Description of the task =>
Each line from the one containing "assert_eq!(food.spent, Amount::new(30));" through the last line of the data below is to be written out verbatim, and nothing more.

Records from a collection

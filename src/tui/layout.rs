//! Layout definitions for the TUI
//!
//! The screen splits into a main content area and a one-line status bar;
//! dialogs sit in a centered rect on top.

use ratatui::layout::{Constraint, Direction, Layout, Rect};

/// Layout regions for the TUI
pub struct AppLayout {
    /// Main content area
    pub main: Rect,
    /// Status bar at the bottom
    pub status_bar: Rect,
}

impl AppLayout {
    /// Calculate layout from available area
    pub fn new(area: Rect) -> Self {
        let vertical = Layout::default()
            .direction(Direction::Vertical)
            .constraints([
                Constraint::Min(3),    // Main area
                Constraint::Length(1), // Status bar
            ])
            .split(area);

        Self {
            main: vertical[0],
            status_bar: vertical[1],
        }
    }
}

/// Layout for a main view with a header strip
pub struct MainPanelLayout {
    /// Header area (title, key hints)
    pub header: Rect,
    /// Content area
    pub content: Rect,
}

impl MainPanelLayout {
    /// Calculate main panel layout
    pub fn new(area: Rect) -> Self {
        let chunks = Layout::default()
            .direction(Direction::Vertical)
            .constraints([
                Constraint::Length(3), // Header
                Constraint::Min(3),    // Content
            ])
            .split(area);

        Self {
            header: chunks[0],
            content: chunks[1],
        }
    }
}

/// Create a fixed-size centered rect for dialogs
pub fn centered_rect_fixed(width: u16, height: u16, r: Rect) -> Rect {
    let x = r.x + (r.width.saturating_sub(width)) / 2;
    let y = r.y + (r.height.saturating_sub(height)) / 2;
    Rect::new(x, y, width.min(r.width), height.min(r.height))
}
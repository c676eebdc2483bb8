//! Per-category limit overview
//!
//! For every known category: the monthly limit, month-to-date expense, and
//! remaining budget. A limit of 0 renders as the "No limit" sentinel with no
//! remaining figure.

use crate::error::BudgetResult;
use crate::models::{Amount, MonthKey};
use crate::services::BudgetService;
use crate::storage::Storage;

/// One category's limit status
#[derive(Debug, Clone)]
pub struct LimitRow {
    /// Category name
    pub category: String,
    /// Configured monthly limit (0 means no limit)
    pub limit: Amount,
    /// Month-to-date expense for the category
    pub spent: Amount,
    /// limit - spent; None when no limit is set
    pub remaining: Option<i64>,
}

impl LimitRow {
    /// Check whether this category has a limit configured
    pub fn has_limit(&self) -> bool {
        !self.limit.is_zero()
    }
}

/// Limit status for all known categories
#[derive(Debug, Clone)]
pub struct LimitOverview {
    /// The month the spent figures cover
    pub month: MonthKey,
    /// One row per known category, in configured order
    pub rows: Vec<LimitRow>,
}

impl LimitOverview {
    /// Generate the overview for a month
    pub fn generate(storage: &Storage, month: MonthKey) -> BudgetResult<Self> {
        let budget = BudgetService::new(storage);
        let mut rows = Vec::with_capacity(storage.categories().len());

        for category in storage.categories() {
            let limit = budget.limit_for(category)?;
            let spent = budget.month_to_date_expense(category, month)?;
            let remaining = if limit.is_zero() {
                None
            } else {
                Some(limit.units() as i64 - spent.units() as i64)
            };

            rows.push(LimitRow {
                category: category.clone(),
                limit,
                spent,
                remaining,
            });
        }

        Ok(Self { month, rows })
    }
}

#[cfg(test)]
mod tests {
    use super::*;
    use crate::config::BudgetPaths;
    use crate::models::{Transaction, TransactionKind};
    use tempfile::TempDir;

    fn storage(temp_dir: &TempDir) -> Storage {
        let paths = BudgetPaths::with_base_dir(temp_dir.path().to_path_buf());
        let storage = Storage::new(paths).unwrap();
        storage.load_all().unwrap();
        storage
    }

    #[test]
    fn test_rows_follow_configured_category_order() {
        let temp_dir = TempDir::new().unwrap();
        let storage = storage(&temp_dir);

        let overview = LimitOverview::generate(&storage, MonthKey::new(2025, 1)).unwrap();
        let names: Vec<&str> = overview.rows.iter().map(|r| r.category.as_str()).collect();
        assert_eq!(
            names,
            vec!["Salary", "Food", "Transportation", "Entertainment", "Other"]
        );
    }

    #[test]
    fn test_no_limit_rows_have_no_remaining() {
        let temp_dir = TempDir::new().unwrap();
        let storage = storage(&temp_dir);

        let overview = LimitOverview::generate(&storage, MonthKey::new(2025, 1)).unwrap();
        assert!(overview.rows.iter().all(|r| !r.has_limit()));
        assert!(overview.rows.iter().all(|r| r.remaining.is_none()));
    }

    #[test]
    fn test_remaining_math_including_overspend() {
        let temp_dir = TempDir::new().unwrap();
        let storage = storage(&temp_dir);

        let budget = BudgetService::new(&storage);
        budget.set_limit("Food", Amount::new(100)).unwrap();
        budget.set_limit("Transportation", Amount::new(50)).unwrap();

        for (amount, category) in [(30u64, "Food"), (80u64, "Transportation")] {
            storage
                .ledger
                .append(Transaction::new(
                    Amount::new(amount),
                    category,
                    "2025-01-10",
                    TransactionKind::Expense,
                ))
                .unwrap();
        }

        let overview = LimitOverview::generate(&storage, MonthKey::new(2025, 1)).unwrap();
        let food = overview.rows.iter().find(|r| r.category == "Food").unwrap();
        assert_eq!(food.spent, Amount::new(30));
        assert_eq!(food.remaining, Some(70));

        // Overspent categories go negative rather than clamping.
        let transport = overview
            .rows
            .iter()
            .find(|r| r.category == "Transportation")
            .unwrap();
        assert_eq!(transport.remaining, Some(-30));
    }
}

The completed task =>
        assert_eq!(food.spent, Amount::new(30));
        assert_eq!(food.remaining, Some(70));

        // Overspent categories go negative rather than clamping.
        let transport = overview
            .rows
            .iter()
            .find(|r| r.category == "Transportation")
            .unwrap();
        assert_eq!(transport.remaining, Some(-30));
    }
}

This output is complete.